_WHAT YOU WILL DO_: The required output is the lines below from the line containing "filename crates/vscp-emulator/src/transport.rs" to the line containing "let reply = self.emulator.handle(message);", inclusive, retyped exactly. No other lines belong in it.
=== SOURCE INFORMATION ===
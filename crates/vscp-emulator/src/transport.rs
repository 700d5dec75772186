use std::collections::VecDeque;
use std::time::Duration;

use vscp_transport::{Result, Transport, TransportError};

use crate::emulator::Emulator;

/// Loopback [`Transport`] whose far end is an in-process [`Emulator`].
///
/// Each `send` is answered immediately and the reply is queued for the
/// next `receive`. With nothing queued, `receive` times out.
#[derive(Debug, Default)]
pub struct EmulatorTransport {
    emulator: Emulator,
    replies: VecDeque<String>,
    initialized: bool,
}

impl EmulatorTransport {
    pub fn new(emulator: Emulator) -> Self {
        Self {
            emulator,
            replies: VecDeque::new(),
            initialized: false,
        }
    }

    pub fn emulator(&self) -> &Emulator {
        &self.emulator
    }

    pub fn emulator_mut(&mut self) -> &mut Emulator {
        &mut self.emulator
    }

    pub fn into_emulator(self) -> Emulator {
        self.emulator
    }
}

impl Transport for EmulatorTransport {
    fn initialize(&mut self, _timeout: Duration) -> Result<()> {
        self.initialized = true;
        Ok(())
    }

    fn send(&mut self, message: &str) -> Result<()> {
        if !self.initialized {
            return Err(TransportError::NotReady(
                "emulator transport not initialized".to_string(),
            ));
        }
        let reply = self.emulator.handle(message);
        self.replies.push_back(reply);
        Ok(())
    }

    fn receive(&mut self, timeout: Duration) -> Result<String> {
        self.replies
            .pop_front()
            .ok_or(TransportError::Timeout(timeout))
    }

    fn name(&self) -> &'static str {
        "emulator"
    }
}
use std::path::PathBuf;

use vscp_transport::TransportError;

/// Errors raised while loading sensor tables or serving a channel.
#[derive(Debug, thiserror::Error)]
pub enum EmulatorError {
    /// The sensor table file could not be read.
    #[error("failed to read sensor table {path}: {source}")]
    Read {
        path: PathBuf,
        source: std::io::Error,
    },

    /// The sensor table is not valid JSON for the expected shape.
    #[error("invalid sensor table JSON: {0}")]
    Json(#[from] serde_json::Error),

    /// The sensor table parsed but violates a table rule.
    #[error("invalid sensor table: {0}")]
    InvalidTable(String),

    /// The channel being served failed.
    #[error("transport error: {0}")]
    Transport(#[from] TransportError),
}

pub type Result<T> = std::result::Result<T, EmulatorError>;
===
=== SOURCE INFORMATION ===
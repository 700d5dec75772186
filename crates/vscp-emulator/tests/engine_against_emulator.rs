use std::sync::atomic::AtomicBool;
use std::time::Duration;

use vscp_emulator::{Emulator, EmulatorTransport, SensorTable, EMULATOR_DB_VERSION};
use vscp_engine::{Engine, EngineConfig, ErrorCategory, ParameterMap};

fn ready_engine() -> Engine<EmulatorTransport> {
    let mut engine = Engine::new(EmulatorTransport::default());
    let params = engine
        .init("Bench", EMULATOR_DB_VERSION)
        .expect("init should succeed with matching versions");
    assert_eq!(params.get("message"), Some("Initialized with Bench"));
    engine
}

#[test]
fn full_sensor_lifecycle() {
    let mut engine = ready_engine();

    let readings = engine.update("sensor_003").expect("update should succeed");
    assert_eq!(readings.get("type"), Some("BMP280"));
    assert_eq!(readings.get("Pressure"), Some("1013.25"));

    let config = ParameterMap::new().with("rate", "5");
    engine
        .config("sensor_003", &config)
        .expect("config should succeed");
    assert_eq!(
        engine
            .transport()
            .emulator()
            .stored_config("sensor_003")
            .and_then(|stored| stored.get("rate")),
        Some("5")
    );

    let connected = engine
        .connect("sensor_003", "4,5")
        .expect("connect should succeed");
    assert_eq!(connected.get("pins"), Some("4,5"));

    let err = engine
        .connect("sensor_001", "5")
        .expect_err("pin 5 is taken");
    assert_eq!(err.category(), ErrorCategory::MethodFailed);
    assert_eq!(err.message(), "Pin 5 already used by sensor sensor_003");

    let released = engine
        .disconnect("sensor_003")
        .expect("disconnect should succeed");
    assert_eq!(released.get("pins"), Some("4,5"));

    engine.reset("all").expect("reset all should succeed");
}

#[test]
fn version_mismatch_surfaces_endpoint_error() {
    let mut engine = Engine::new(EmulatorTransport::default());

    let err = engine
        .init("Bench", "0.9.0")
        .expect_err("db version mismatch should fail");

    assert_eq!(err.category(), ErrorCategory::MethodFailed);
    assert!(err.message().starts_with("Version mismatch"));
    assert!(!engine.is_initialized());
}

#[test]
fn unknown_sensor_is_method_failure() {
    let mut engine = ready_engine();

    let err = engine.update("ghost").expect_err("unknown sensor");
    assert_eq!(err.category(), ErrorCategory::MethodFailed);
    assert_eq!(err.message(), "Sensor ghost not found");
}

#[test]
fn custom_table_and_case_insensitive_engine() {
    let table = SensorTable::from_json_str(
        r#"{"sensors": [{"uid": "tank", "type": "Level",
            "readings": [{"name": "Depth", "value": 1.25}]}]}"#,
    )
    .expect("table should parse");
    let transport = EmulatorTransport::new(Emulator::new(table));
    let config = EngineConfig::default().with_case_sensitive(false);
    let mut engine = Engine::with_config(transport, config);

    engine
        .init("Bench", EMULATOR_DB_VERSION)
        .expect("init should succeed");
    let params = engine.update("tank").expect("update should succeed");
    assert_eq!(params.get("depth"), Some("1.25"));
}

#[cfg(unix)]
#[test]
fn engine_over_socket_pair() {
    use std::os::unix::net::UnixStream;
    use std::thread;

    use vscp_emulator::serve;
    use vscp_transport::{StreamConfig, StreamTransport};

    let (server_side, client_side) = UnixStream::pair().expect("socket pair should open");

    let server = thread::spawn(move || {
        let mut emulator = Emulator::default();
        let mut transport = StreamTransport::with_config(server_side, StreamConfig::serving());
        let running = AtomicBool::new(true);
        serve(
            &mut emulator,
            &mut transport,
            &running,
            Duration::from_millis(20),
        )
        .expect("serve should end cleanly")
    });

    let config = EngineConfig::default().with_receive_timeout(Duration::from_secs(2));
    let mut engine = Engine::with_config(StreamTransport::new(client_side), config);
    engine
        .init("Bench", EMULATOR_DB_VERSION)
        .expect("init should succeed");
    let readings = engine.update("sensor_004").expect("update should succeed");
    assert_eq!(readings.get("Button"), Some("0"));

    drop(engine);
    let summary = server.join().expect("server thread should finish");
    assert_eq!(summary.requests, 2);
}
===
=== SOURCE INFORMATION ===
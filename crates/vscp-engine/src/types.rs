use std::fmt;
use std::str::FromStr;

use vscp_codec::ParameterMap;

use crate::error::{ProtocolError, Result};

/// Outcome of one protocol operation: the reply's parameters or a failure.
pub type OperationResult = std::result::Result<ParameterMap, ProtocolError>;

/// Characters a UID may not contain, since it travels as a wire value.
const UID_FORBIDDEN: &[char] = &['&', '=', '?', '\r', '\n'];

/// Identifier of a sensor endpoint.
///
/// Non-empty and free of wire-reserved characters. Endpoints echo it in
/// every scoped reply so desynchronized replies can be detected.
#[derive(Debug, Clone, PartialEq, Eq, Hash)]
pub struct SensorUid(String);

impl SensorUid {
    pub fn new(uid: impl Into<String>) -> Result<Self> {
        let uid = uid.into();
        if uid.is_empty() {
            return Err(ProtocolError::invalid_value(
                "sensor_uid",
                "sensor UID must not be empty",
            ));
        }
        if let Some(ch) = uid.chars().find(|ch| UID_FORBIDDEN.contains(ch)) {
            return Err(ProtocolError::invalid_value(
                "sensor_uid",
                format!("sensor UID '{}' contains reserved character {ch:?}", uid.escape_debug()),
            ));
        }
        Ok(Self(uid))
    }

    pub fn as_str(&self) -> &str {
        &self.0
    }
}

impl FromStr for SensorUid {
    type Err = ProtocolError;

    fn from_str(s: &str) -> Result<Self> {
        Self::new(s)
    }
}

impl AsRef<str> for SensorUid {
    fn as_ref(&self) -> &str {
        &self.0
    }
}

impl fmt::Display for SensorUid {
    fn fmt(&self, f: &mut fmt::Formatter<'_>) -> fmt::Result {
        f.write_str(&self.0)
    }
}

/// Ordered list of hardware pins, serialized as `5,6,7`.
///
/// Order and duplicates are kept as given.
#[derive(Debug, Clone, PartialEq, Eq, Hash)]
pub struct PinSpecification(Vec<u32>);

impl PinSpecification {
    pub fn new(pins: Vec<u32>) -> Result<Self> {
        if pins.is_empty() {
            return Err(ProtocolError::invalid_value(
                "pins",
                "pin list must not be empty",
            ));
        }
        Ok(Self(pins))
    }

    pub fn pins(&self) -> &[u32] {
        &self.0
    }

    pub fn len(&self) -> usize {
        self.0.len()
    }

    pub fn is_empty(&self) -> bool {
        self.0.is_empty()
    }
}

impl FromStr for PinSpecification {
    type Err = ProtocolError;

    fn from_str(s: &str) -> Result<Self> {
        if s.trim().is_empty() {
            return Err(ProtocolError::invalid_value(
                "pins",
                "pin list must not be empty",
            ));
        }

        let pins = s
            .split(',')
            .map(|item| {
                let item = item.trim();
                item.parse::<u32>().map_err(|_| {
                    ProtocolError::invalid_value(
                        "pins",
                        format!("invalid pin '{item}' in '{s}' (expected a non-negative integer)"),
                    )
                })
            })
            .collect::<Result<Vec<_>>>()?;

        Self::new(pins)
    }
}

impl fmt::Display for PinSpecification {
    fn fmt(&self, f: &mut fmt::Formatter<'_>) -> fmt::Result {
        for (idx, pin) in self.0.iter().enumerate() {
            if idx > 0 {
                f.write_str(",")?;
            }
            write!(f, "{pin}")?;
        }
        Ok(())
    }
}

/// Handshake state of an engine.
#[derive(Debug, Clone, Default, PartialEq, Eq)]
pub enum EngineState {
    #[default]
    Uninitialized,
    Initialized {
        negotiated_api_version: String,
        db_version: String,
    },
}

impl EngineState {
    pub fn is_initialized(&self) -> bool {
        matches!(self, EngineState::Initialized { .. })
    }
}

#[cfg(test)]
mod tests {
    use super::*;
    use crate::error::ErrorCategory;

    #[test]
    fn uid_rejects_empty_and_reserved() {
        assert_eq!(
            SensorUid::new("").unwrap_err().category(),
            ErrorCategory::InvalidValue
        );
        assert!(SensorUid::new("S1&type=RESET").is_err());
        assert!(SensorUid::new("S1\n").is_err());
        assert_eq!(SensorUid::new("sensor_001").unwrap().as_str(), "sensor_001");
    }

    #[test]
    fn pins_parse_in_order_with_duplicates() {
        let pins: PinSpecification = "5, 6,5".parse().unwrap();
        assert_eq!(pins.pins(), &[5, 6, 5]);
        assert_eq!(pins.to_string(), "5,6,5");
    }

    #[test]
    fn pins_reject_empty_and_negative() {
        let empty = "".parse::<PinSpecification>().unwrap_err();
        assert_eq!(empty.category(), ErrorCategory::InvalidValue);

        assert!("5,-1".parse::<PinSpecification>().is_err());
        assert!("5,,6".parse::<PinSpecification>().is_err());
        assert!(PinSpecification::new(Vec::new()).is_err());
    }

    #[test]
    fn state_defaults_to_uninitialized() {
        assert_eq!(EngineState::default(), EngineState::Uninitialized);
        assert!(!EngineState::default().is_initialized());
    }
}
===
_TASK RESPONSE_:
filename crates/vscp-emulator/src/transport.rs
repository 700d5dec75772186
use std::collections::VecDeque;
use std::time::Duration;

use vscp_transport::{Result, Transport, TransportError};

use crate::emulator::Emulator;

/// Loopback [`Transport`] whose far end is an in-process [`Emulator`].
///
/// Each `send` is answered immediately and the reply is queued for the
/// next `receive`. With nothing queued, `receive` times out.
#[derive(Debug, Default)]
pub struct EmulatorTransport {
    emulator: Emulator,
    replies: VecDeque<String>,
    initialized: bool,
}

impl EmulatorTransport {
    pub fn new(emulator: Emulator) -> Self {
        Self {
            emulator,
            replies: VecDeque::new(),
            initialized: false,
        }
    }

    pub fn emulator(&self) -> &Emulator {
        &self.emulator
    }

    pub fn emulator_mut(&mut self) -> &mut Emulator {
        &mut self.emulator
    }

    pub fn into_emulator(self) -> Emulator {
        self.emulator
    }
}

impl Transport for EmulatorTransport {
    fn initialize(&mut self, _timeout: Duration) -> Result<()> {
        self.initialized = true;
        Ok(())
    }

    fn send(&mut self, message: &str) -> Result<()> {
        if !self.initialized {
            return Err(TransportError::NotReady(
                "emulator transport not initialized".to_string(),
            ));
        }
        let reply = self.emulator.handle(message);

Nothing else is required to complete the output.